Study material:
//! Defensive re-validation of a resolved graph.
//!
//! The front end is the authority on these checks; the compiler runs them
//! again so a graph that slipped through surfaces as a list of
//! [`Violation`]s instead of a corrupt image.

use std::collections::{HashMap, HashSet};
use std::fmt;

use crate::id::RecordKind;
use crate::model::Graph;

/// A structural problem found in a graph.
#[derive(Clone, Debug, PartialEq, Eq)]
pub enum Violation {
    /// Two records of the same category share a name.
    DuplicateName {
        /// Category of the records.
        kind: RecordKind,
        /// The repeated name.
        name: String,
    },
    /// An instance's species reference is out of range.
    UnknownSpecies {
        /// The instance.
        instance: String,
    },
    /// A world lists an instance reference that is out of range.
    UnknownInstance {
        /// The world.
        world: String,
        /// Position of the bad entry in `contains`.
        position: usize,
    },
    /// An instance is listed by more than one world (or twice by one).
    DuplicatePlacement {
        /// The instance.
        instance: String,
        /// The world that listed it first.
        first: String,
        /// The world that listed it again.
        second: String,
    },
    /// A transfer refers to an instance or world that does not exist.
    UnknownTransferTarget {
        /// Position of the transfer in declaration order.
        position: usize,
        /// `"instance"` or `"to"`.
        field: &'static str,
    },
}

impl fmt::Display for Violation {
    fn fmt(&self, f: &mut fmt::Formatter<'_>) -> fmt::Result {
        match self {
            Self::DuplicateName { kind, name } => write!(f, "duplicate {kind} name '{name}'"),
            Self::UnknownSpecies { instance } => {
                write!(f, "instance '{instance}' has an unknown species")
            }
            Self::UnknownInstance { world, position } => {
                write!(f, "world '{world}' contains an unknown instance at {position}")
            }
            Self::DuplicatePlacement {
                instance,
                first,
                second,
            } => write!(
                f,
                "instance '{instance}' is placed in '{first}' and again in '{second}'"
            ),
            Self::UnknownTransferTarget { position, field } => {
                write!(f, "transfer {position} has an unknown '{field}' target")
            }
        }
    }
}

/// Check a graph for every condition the front end is expected to reject.
///
/// Returns violations in discovery order: names per category first, then
/// references, then placement, then transfers. An empty vector means the
/// graph satisfies the compiler's preconditions.
pub fn validate(graph: &Graph) -> Vec<Violation> {
    let mut out = Vec::new();

    check_names(
        RecordKind::Animal,
        graph.animals.iter().map(|a| a.name.as_str()),
        &mut out,
    );
    check_names(
        RecordKind::Instance,
        graph.instances.iter().map(|i| i.name.as_str()),
        &mut out,
    );
    check_names(
        RecordKind::World,
        graph.worlds.iter().map(|w| w.name.as_str()),
        &mut out,
    );

    for inst in &graph.instances {
        if graph.animal(inst.species).is_none() {
            out.push(Violation::UnknownSpecies {
                instance: inst.name.clone(),
            });
        }
    }

    // instance index -> index of the first world that placed it
    let mut placed: HashMap<usize, usize> = HashMap::new();
    for (wi, world) in graph.worlds.iter().enumerate() {
        for (pos, &r) in world.contains.iter().enumerate() {
            let Some(inst) = graph.instance(r) else {
                out.push(Violation::UnknownInstance {
                    world: world.name.clone(),
                    position: pos,
                });
                continue;
            };
            if let Some(&first) = placed.get(&r.index()) {
                out.push(Violation::DuplicatePlacement {
                    instance: inst.name.clone(),
                    first: graph.worlds[first].name.clone(),
                    second: world.name.clone(),
                });
            } else {
                placed.insert(r.index(), wi);
            }
        }
    }

    for (pos, t) in graph.transfers.iter().enumerate() {
        if graph.instance(t.instance).is_none() {
            out.push(Violation::UnknownTransferTarget {
                position: pos,
                field: "instance",
            });
        }
        if graph.world(t.to).is_none() {
            out.push(Violation::UnknownTransferTarget {
                position: pos,
                field: "to",
            });
        }
    }

    out
}

fn check_names<'a>(
    kind: RecordKind,
    names: impl Iterator<Item = &'a str>,
    out: &mut Vec<Violation>,
) {
    let mut seen: HashSet<&'a str> = HashSet::new();
    for name in names {
        if !seen.insert(name) {
            out.push(Violation::DuplicateName {
                kind,
                name: name.to_string(),
            });
        }
    }
}

#[cfg(test)]
mod tests {
    use super::*;
    use crate::id::{AnimalRef, InstanceRef, WorldRef};

    #[test]
    fn clean_graph_has_no_violations() {
        let mut b = Graph::builder();
        let cat = b.animal("cat", "G1", "meow");
        let i1 = b.instance("i1", cat);
        let w1 = b.world("w1", [i1]);
        b.transfer(i1, w1);
        assert!(validate(&b.build()).is_empty());
    }

    #[test]
    fn duplicate_names_reported_per_category() {
        let mut b = Graph::builder();
        let cat = b.animal("cat", "G1", "meow");
        b.animal("cat", "G2", "purr");
        b.instance("cat", cat);
        let g = b.build();

        // Same name across categories is fine; only the animal clash counts.
        assert_eq!(
            validate(&g),
            vec![Violation::DuplicateName {
                kind: RecordKind::Animal,
                name: "cat".into(),
            }]
        );
    }

    #[test]
    fn dangling_references_reported() {
        let mut b = Graph::builder();
        b.instance("ghost", AnimalRef(9));
        b.world("w1", [InstanceRef(5)]);
        b.transfer(InstanceRef(0), WorldRef(3));
        let v = validate(&b.build());

        assert!(v.contains(&Violation::UnknownSpecies {
            instance: "ghost".into()
        }));
        assert!(v.contains(&Violation::UnknownInstance {
            world: "w1".into(),
            position: 0
        }));
        assert!(v.contains(&Violation::UnknownTransferTarget {
            position: 0,
            field: "to"
        }));
        assert_eq!(v.len(), 3);
    }

    #[test]
    fn double_placement_names_both_worlds() {
        let mut b = Graph::builder();
        let cat = b.animal("cat", "G1", "meow");
        let i1 = b.instance("i1", cat);
        b.world("w1", [i1]);
        b.world("w2", [i1]);
        assert_eq!(
            validate(&b.build()),
            vec![Violation::DuplicatePlacement {
                instance: "i1".into(),
                first: "w1".into(),
                second: "w2".into(),
            }]
        );
    }
}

Assignment: Give back precisely the lines above that start at the line containing "for name in" and end at the line containing "assert!(validate(&b.build()).is_empty());", inclusive. No other lines belong in the output.

Task solution:
    for name in names {
        if !seen.insert(name) {
            out.push(Violation::DuplicateName {
                kind,
                name: name.to_string(),
            });
        }
    }
}

#[cfg(test)]
mod tests {
    use super::*;
    use crate::id::{AnimalRef, InstanceRef, WorldRef};

    #[test]
    fn clean_graph_has_no_violations() {
        let mut b = Graph::builder();
        let cat = b.animal("cat", "G1", "meow");
        let i1 = b.instance("i1", cat);
        let w1 = b.world("w1", [i1]);
        b.transfer(i1, w1);
        assert!(validate(&b.build()).is_empty());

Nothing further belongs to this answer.